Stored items
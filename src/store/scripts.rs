//! Server-side settlement scripts.
//!
//! Multi-key read-check-write runs inside the store in one atomic step;
//! these scripts are the sole writers to asset hashes during live trading.
//! Amounts are marshalled as fixed-point integers (x10^8) so the scripts
//! stay integer-only.

use std::time::Duration;

/// Per-evaluation time budget. Exceeding it surfaces as a settlement
/// failure and is escalated by the matching lane.
pub const TIME_BUDGET: Duration = Duration::from_millis(100);

/// A named server-side script. The name doubles as the dispatch key for the
/// in-memory store implementation.
#[derive(Debug, Clone, Copy)]
pub struct AtomicScript {
    pub name: &'static str,
    pub source: &'static str,
}

/// KEYS[1] = asset hash. ARGV[1] = amount, ARGV[2] = now (ms).
/// Moves available -> frozen; returns 0 when available is short.
pub const FREEZE: AtomicScript = AtomicScript {
    name: "freeze",
    source: r#"
local amount = tonumber(ARGV[1])
local available = tonumber(redis.call('HGET', KEYS[1], 'available') or '0')
if available < amount then
  return 0
end
redis.call('HINCRBY', KEYS[1], 'available', -amount)
redis.call('HINCRBY', KEYS[1], 'frozen', amount)
redis.call('HSET', KEYS[1], 'updated_at', ARGV[2])
return 1
"#,
};

/// KEYS[1] = asset hash. ARGV[1] = amount, ARGV[2] = now (ms).
/// Moves frozen -> available; returns 0 when frozen is short.
pub const UNFREEZE: AtomicScript = AtomicScript {
    name: "unfreeze",
    source: r#"
local amount = tonumber(ARGV[1])
local frozen = tonumber(redis.call('HGET', KEYS[1], 'frozen') or '0')
if frozen < amount then
  return 0
end
redis.call('HINCRBY', KEYS[1], 'frozen', -amount)
redis.call('HINCRBY', KEYS[1], 'available', amount)
redis.call('HSET', KEYS[1], 'updated_at', ARGV[2])
return 1
"#,
};

/// KEYS = [buyer quote, buyer base, seller base, seller quote] asset hashes.
/// ARGV[1] = cost (quote), ARGV[2] = quantity (base), ARGV[3] = now (ms).
/// Requires buyer frozen quote >= cost and seller frozen base >= quantity.
pub const EXECUTE_TRADE: AtomicScript = AtomicScript {
    name: "execute_trade",
    source: r#"
local cost = tonumber(ARGV[1])
local qty = tonumber(ARGV[2])
local buyer_quote = tonumber(redis.call('HGET', KEYS[1], 'frozen') or '0')
if buyer_quote < cost then
  return 0
end
local seller_base = tonumber(redis.call('HGET', KEYS[3], 'frozen') or '0')
if seller_base < qty then
  return 0
end
redis.call('HINCRBY', KEYS[1], 'frozen', -cost)
redis.call('HINCRBY', KEYS[2], 'available', qty)
redis.call('HINCRBY', KEYS[3], 'frozen', -qty)
redis.call('HINCRBY', KEYS[4], 'available', cost)
for i = 1, 4 do
  redis.call('HSET', KEYS[i], 'updated_at', ARGV[3])
end
return 1
"#,
};
//! Asset balance accessors.
//!
//! Balances are mutated only through the settlement scripts while trading
//! is live; `credit` exists for seeding and deposit handoff.

use std::sync::Arc;

use crate::models::units::Quanta;
use crate::models::Asset;

use super::{keys, scripts, OperationalStore, StoreError};

pub struct AssetStore<S> {
    store: Arc<S>,
}

impl<S> Clone for AssetStore<S> {
    fn clone(&self) -> Self {
        Self {
            store: Arc::clone(&self.store),
        }
    }
}

impl<S: OperationalStore> AssetStore<S> {
    pub fn new(store: Arc<S>) -> Self {
        Self { store }
    }

    /// Move `amount` from available to frozen. Returns false when the
    /// available balance is short.
    pub async fn freeze(
        &self,
        user_id: i64,
        currency: &str,
        amount: Quanta,
        now: i64,
    ) -> Result<bool, StoreError> {
        let result = self
            .store
            .eval_script(
                &scripts::FREEZE,
                &[keys::asset(user_id, currency)],
                &[amount, now],
            )
            .await?;
        Ok(result == 1)
    }

    /// Move `amount` from frozen back to available. Returns false when the
    /// frozen balance is short.
    pub async fn unfreeze(
        &self,
        user_id: i64,
        currency: &str,
        amount: Quanta,
        now: i64,
    ) -> Result<bool, StoreError> {
        let result = self
            .store
            .eval_script(
                &scripts::UNFREEZE,
                &[keys::asset(user_id, currency)],
                &[amount, now],
            )
            .await?;
        Ok(result == 1)
    }

    /// Settle one trade across the four balance rows in a single atomic
    /// step. `cost` is `price * quantity` in quote quanta.
    pub async fn execute_trade(
        &self,
        buyer_id: i64,
        seller_id: i64,
        base: &str,
        quote: &str,
        cost: Quanta,
        quantity: Quanta,
        now: i64,
    ) -> Result<bool, StoreError> {
        let keys = [
            keys::asset(buyer_id, quote),
            keys::asset(buyer_id, base),
            keys::asset(seller_id, base),
            keys::asset(seller_id, quote),
        ];
        let result = self
            .store
            .eval_script(&scripts::EXECUTE_TRADE, &keys, &[cost, quantity, now])
            .await?;
        Ok(result == 1)
    }

    /// Credit available balance outside live trading (seed, deposits).
    pub async fn credit(
        &self,
        user_id: i64,
        currency: &str,
        amount: Quanta,
        now: i64,
    ) -> Result<(), StoreError> {
        let key = keys::asset(user_id, currency);
        self.store.hincrby(&key, "available", amount).await?;
        self.store
            .hset_multiple(&key, &[("updated_at".to_string(), now.to_string())])
            .await
    }

    /// Write a full row (seed path).
    pub async fn save(&self, asset: &Asset) -> Result<(), StoreError> {
        let key = keys::asset(asset.user_id, &asset.currency);
        self.store
            .hset_multiple(
                &key,
                &[
                    ("available".to_string(), asset.available.to_string()),
                    ("frozen".to_string(), asset.frozen.to_string()),
                    ("updated_at".to_string(), asset.updated_at.to_string()),
                ],
            )
            .await
    }

    /// Read a row; absent rows are all-zero (lazily created on first
    /// credit or freeze).
    pub async fn load(&self, user_id: i64, currency: &str) -> Result<Asset, StoreError> {
        let key = keys::asset(user_id, currency);
        let fields = self.store.hgetall(&key).await?;
        let get = |name: &str| -> i64 {
            fields
                .get(name)
                .and_then(|v| v.parse().ok())
                .unwrap_or(0)
        };
        Ok(Asset {
            user_id,
            currency: currency.to_string(),
            available: get("available"),
            frozen: get("frozen"),
            updated_at: get("updated_at"),
        })
    }
}
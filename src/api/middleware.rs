//! HTTP metrics middleware.

use axum::{extract::Request, middleware::Next, response::Response};
use std::time::Instant;

pub async fn track_metrics(req: Request, next: Next) -> Response {
    let method = req.method().to_string();
    let path = req.uri().path().to_string();
    let started = Instant::now();

    let response = next.run(req).await;

    crate::metrics::record_http_request(
        &method,
        &path,
        response.status().as_u16(),
        started.elapsed().as_secs_f64(),
    );
    response
}
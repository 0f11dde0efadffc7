//! Relational store access.

mod durable;

pub use durable::PgDurable;

use sqlx::postgres::PgPoolOptions;
use sqlx::PgPool;
use std::time::Duration;

#[derive(Clone)]
pub struct Database {
    pub pool: PgPool,
}

impl Database {
    pub async fn connect(database_url: &str) -> Result<Self, sqlx::Error> {
        let pool = PgPoolOptions::new()
            .max_connections(10)
            .acquire_timeout(Duration::from_secs(5))
            .connect(database_url)
            .await?;
        Ok(Self { pool })
    }

    /// Round-trip health probe.
    pub async fn ping(&self) -> Result<Duration, sqlx::Error> {
        let started = std::time::Instant::now();
        sqlx::query("SELECT 1").execute(&self.pool).await?;
        Ok(started.elapsed())
    }
}
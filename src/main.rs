use std::sync::Arc;
use std::time::Duration;

use axum::{extract::State, routing::get, Router};
use tower_http::cors::{Any, CorsLayer};
use tower_http::trace::TraceLayer;
use tracing_subscriber::{layer::SubscriberExt, util::SubscriberInitExt};

use spot_core::api;
use spot_core::config::AppConfig;
use spot_core::db::{Database, PgDurable};
use spot_core::engine::MatchingEngine;
use spot_core::health::{HealthMonitor, HealthState};
use spot_core::metrics;
use spot_core::publisher::PublisherHub;
use spot_core::store::{keys, EntityKind, OperationalStore, RedisStore};
use spot_core::sync::{SeedLoader, SyncWorker};
use spot_core::AppState;

#[tokio::main]
async fn main() -> anyhow::Result<()> {
    // Initialize tracing
    tracing_subscriber::registry()
        .with(
            tracing_subscriber::EnvFilter::try_from_default_env()
                .unwrap_or_else(|_| "spot_core=debug,tower_http=debug".into()),
        )
        .with(tracing_subscriber::fmt::layer())
        .init();

    // Load configuration
    dotenvy::dotenv().ok();
    let config = AppConfig::load()?;

    tracing::info!("Starting Spot Core v{}", env!("CARGO_PKG_VERSION"));
    tracing::info!("Environment: {}", config.environment);

    // Initialize metrics exporter
    let metrics_handle = metrics::init_metrics();

    // Relational store, honouring the configured fail-fast/retry policy.
    // A startup without it is fatal either way: the seed cannot run.
    let db = connect_relational(&config).await?;
    tracing::info!("Relational store connected");

    // Operational store owns the hot path; it is required at boot
    let store = Arc::new(
        RedisStore::from_url(&config.redis_url)
            .await
            .map_err(|e| anyhow::anyhow!("operational store unreachable: {}", e))?,
    );
    tracing::info!("Operational store connected at {}", config.redis_url);

    // Seed cold state into the operational store
    let durable = Arc::new(PgDurable::new(db.pool.clone()));
    let seeder = SeedLoader::new(Arc::clone(&store), Arc::clone(&durable));
    let pairs = seeder
        .run()
        .await
        .map_err(|e| anyhow::anyhow!("seed failed: {}", e))?;
    tracing::info!("Seed completed, {} active trading pairs", pairs.len());

    // Publisher hub and matching engine (one lane per pair)
    let hub = Arc::new(PublisherHub::new(
        config.publisher.delta_buffer,
        config.publisher.tape_buffer,
    ));
    let engine = MatchingEngine::start(
        Arc::clone(&store),
        Arc::clone(&hub),
        pairs,
        config.intake_deadline(),
    )
    .await
    .map_err(|e| anyhow::anyhow!("matching engine failed to start: {}", e))?;
    tracing::info!("Matching engine initialized for {:?}", engine.symbols());

    // Durable synchroniser: one drain worker per entity kind
    for kind in EntityKind::ALL {
        let worker = SyncWorker::new(
            kind,
            Arc::clone(&store),
            Arc::clone(&durable),
            config.sync_config(),
        );
        tokio::spawn(worker.run());
    }
    tracing::info!("Durable synchroniser workers started");

    // Health monitoring
    let health = Arc::new(HealthState::new());
    health.mark_seeded();
    let monitor = HealthMonitor::new(
        Arc::clone(&store),
        db.clone(),
        Arc::clone(&engine),
        Arc::clone(&health),
        config.sync.degraded_depth,
        config.sync.critical_depth,
    );
    tokio::spawn(monitor.run());
    tracing::info!("Health monitor started");

    // Mirror market-data groups onto Redis pub/sub for external consumers
    for symbol in engine.symbols() {
        for group in [
            keys::group_orderbook(&symbol),
            keys::group_trades(&symbol),
            keys::group_ticker(&symbol),
        ] {
            let subscription = hub.subscribe(&group);
            let store = Arc::clone(&store);
            tokio::spawn(async move {
                loop {
                    let message = subscription.recv().await;
                    match serde_json::to_string(&message) {
                        Ok(json) => {
                            if let Err(e) = store.publish(subscription.group(), &json).await {
                                tracing::warn!(
                                    group = subscription.group(),
                                    error = %e,
                                    "failed to mirror push message"
                                );
                            }
                        }
                        Err(e) => {
                            tracing::warn!(error = %e, "failed to serialise push message");
                        }
                    }
                }
            });
        }
    }
    tracing::info!("Redis pub/sub mirror workers spawned");

    // Build application state
    let state = Arc::new(AppState {
        config: config.clone(),
        db,
        store,
        engine,
        hub,
        health,
        metrics: metrics_handle,
    });

    // Build router
    let app = Router::new()
        .route("/health/live", get(spot_core::health::live))
        .route("/health/ready", get(spot_core::health::ready))
        .route("/metrics", get(render_metrics))
        .nest("/api/v1", api::routes::create_router())
        .layer(axum::middleware::from_fn(api::middleware::track_metrics))
        .layer(
            CorsLayer::new()
                .allow_origin(Any)
                .allow_methods(Any)
                .allow_headers(Any),
        )
        .layer(TraceLayer::new_for_http())
        .with_state(state);

    // Start server
    let addr = std::net::SocketAddr::from(([0, 0, 0, 0], config.port));
    tracing::info!("Server listening on {}", addr);

    let listener = tokio::net::TcpListener::bind(addr).await?;
    axum::serve(listener, app)
        .with_graceful_shutdown(shutdown_signal())
        .await?;

    tracing::info!("Shutdown complete");
    Ok(())
}

async fn render_metrics(State(state): State<Arc<AppState>>) -> String {
    state.metrics.render()
}

async fn shutdown_signal() {
    if let Err(e) = tokio::signal::ctrl_c().await {
        tracing::error!("failed to install shutdown handler: {}", e);
    }
    tracing::info!("Shutdown signal received");
}

/// Connect to the relational store under the HealthChecks policy:
/// fail-fast probes once and bails, otherwise retry `max_retries` times
/// with `retry_delay_seconds` between attempts.
async fn connect_relational(config: &AppConfig) -> anyhow::Result<Database> {
    let policy = &config.health_checks;
    let attempts = if policy.fail_fast {
        1
    } else {
        policy.max_retries.max(1)
    };

    let mut last_error: Option<anyhow::Error> = None;
    for attempt in 1..=attempts {
        match Database::connect(&config.database_url).await {
            Ok(db) => match db.ping().await {
                Ok(_) => return Ok(db),
                Err(e) => last_error = Some(e.into()),
            },
            Err(e) => last_error = Some(e.into()),
        }
        if attempt < attempts {
            tracing::warn!(
                attempt,
                max_retries = attempts,
                retry_delay_seconds = policy.retry_delay_seconds,
                "relational store unreachable, retrying"
            );
            tokio::time::sleep(Duration::from_secs(policy.retry_delay_seconds)).await;
        }
    }
    Err(anyhow::anyhow!(
        "relational store unreachable after {} attempt(s): {}",
        attempts,
        last_error.map(|e| e.to_string()).unwrap_or_default()
    ))
}
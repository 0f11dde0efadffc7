//! Drain and crash-replay behaviour of the durable synchroniser, driven
//! end-to-end from matching activity on the in-memory store.

mod common;

use std::collections::HashMap;
use std::sync::Arc;

use async_trait::async_trait;
use common::*;
use parking_lot::Mutex;
use rust_decimal_macros::dec;

use spot_core::models::{OrderSide, OrderStatus};
use spot_core::store::{ChangeOp, EntityKind, MemoryStore, SyncQueue};
use spot_core::sync::{ChangeApply, DurableSink, EntityState, SyncConfig, SyncWorker};

/// Relational stand-in: rows keyed by entity id, idempotent upserts.
#[derive(Default)]
struct MemSink {
    rows: Mutex<HashMap<(EntityKind, String), String>>,
}

fn summarise(state: &EntityState) -> String {
    match state {
        EntityState::Order(o) => format!("{}:{}:{}", o.status, o.filled_quantity, o.average_price),
        EntityState::Trade(t) => format!("{}:{}", t.price, t.quantity),
        EntityState::Asset(a) => format!("{}:{}", a.available, a.frozen),
    }
}

impl MemSink {
    fn snapshot(&self) -> Vec<((EntityKind, String), String)> {
        let mut rows: Vec<_> = self
            .rows
            .lock()
            .iter()
            .map(|(k, v)| (k.clone(), v.clone()))
            .collect();
        rows.sort();
        rows
    }
}

#[async_trait]
impl DurableSink for MemSink {
    async fn apply(&self, kind: EntityKind, batch: &[ChangeApply]) -> anyhow::Result<()> {
        let mut rows = self.rows.lock();
        for change in batch {
            let key = (kind, change.record.entity_id.clone());
            match (&change.record.operation, &change.state) {
                (ChangeOp::Delete, _) => {
                    rows.remove(&key);
                }
                (_, Some(state)) => {
                    rows.insert(key, summarise(state));
                }
                (_, None) => {}
            }
        }
        Ok(())
    }
}

fn worker(
    kind: EntityKind,
    store: &Arc<MemoryStore>,
    sink: &Arc<MemSink>,
) -> SyncWorker<MemoryStore, MemSink> {
    SyncWorker::new(kind, Arc::clone(store), Arc::clone(sink), SyncConfig::default())
}

async fn drain_all(store: &Arc<MemoryStore>, sink: &Arc<MemSink>) {
    for kind in EntityKind::ALL {
        let worker = worker(kind, store, sink);
        while worker.drain_once().await.expect("drain") > 0 {}
    }
}

#[tokio::test]
async fn test_drain_projects_final_state_to_relational_rows() {
    let h = Harness::new().await;
    h.fund(1, USDT, dec!(100000)).await;
    h.fund(2, BTC, dec!(1)).await;

    let sell = h.limit(2, OrderSide::Sell, dec!(1), dec!(50000)).await;
    let buy = h.limit(1, OrderSide::Buy, dec!(1), dec!(51000)).await;
    assert_eq!(buy.status, OrderStatus::Filled);

    let sink = Arc::new(MemSink::default());
    drain_all(&h.store, &sink).await;

    let rows = sink.rows.lock();
    // Both orders project as filled; repeated enqueues for one id
    // collapsed into the final hash state.
    let sell_row = rows
        .get(&(EntityKind::Orders, sell.order_id.to_string()))
        .expect("sell row");
    assert!(sell_row.starts_with("filled"));
    let buy_row = rows
        .get(&(EntityKind::Orders, buy.order_id.to_string()))
        .expect("buy row");
    assert!(buy_row.starts_with("filled"));

    // One trade, four touched balance rows.
    assert_eq!(
        rows.keys().filter(|(k, _)| *k == EntityKind::Trades).count(),
        1
    );
    for entity in ["1:USDT", "1:BTC", "2:BTC", "2:USDT"] {
        assert!(
            rows.contains_key(&(EntityKind::Assets, entity.to_string())),
            "missing asset row {}",
            entity
        );
    }
    drop(rows);

    // Queues fully drained, nothing stuck in processing.
    let queue = SyncQueue::new(Arc::clone(&h.store));
    for kind in EntityKind::ALL {
        assert_eq!(queue.depth(kind).await.unwrap(), 0);
        assert_eq!(queue.processing_depth(kind).await.unwrap(), 0);
    }
}

#[tokio::test]
async fn test_crash_between_commit_and_cleanup_replays_idempotently() {
    let h = Harness::new().await;
    h.fund(1, USDT, dec!(500000)).await;
    h.fund(2, BTC, dec!(5)).await;

    // Five orders, some crossing, to give the queue a realistic mix.
    h.limit(2, OrderSide::Sell, dec!(1), dec!(50000)).await;
    h.limit(2, OrderSide::Sell, dec!(1), dec!(50100)).await;
    h.limit(1, OrderSide::Buy, dec!(1.5), dec!(50100)).await;
    h.limit(1, OrderSide::Buy, dec!(1), dec!(49000)).await;
    h.limit(2, OrderSide::Sell, dec!(1), dec!(52000)).await;

    let sink = Arc::new(MemSink::default());
    let queue = SyncQueue::new(Arc::clone(&h.store));

    // Drain the orders queue by hand up to the commit: the batch is
    // applied but the process "dies" before the processing queue is
    // deleted.
    let payloads = queue
        .transfer_to_processing(EntityKind::Orders, 500)
        .await
        .unwrap();
    assert!(!payloads.is_empty());
    let mut batch = Vec::new();
    for payload in &payloads {
        let record = SyncQueue::<MemoryStore>::parse(EntityKind::Orders, payload).unwrap();
        let id: i64 = record.entity_id.parse().unwrap();
        let state = h.orders.load(id).await.unwrap().map(EntityState::Order);
        batch.push(ChangeApply { record, state });
    }
    sink.apply(EntityKind::Orders, &batch).await.unwrap();
    let committed = sink.snapshot();
    assert!(
        queue
            .processing_depth(EntityKind::Orders)
            .await
            .unwrap()
            > 0
    );

    // Restart: recovery re-applies the leftover batch.
    let restarted = worker(EntityKind::Orders, &h.store, &sink);
    let replayed = restarted.recover().await.unwrap();
    assert_eq!(replayed, payloads.len());
    assert_eq!(
        queue.processing_depth(EntityKind::Orders).await.unwrap(),
        0
    );

    // Replay converged on the same relational state as the clean commit.
    assert_eq!(sink.snapshot(), committed);
}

▸ **What to work on**
After reading through the records, count the lines that hold the string "struct" and give only the count.

▸ **Task result**
4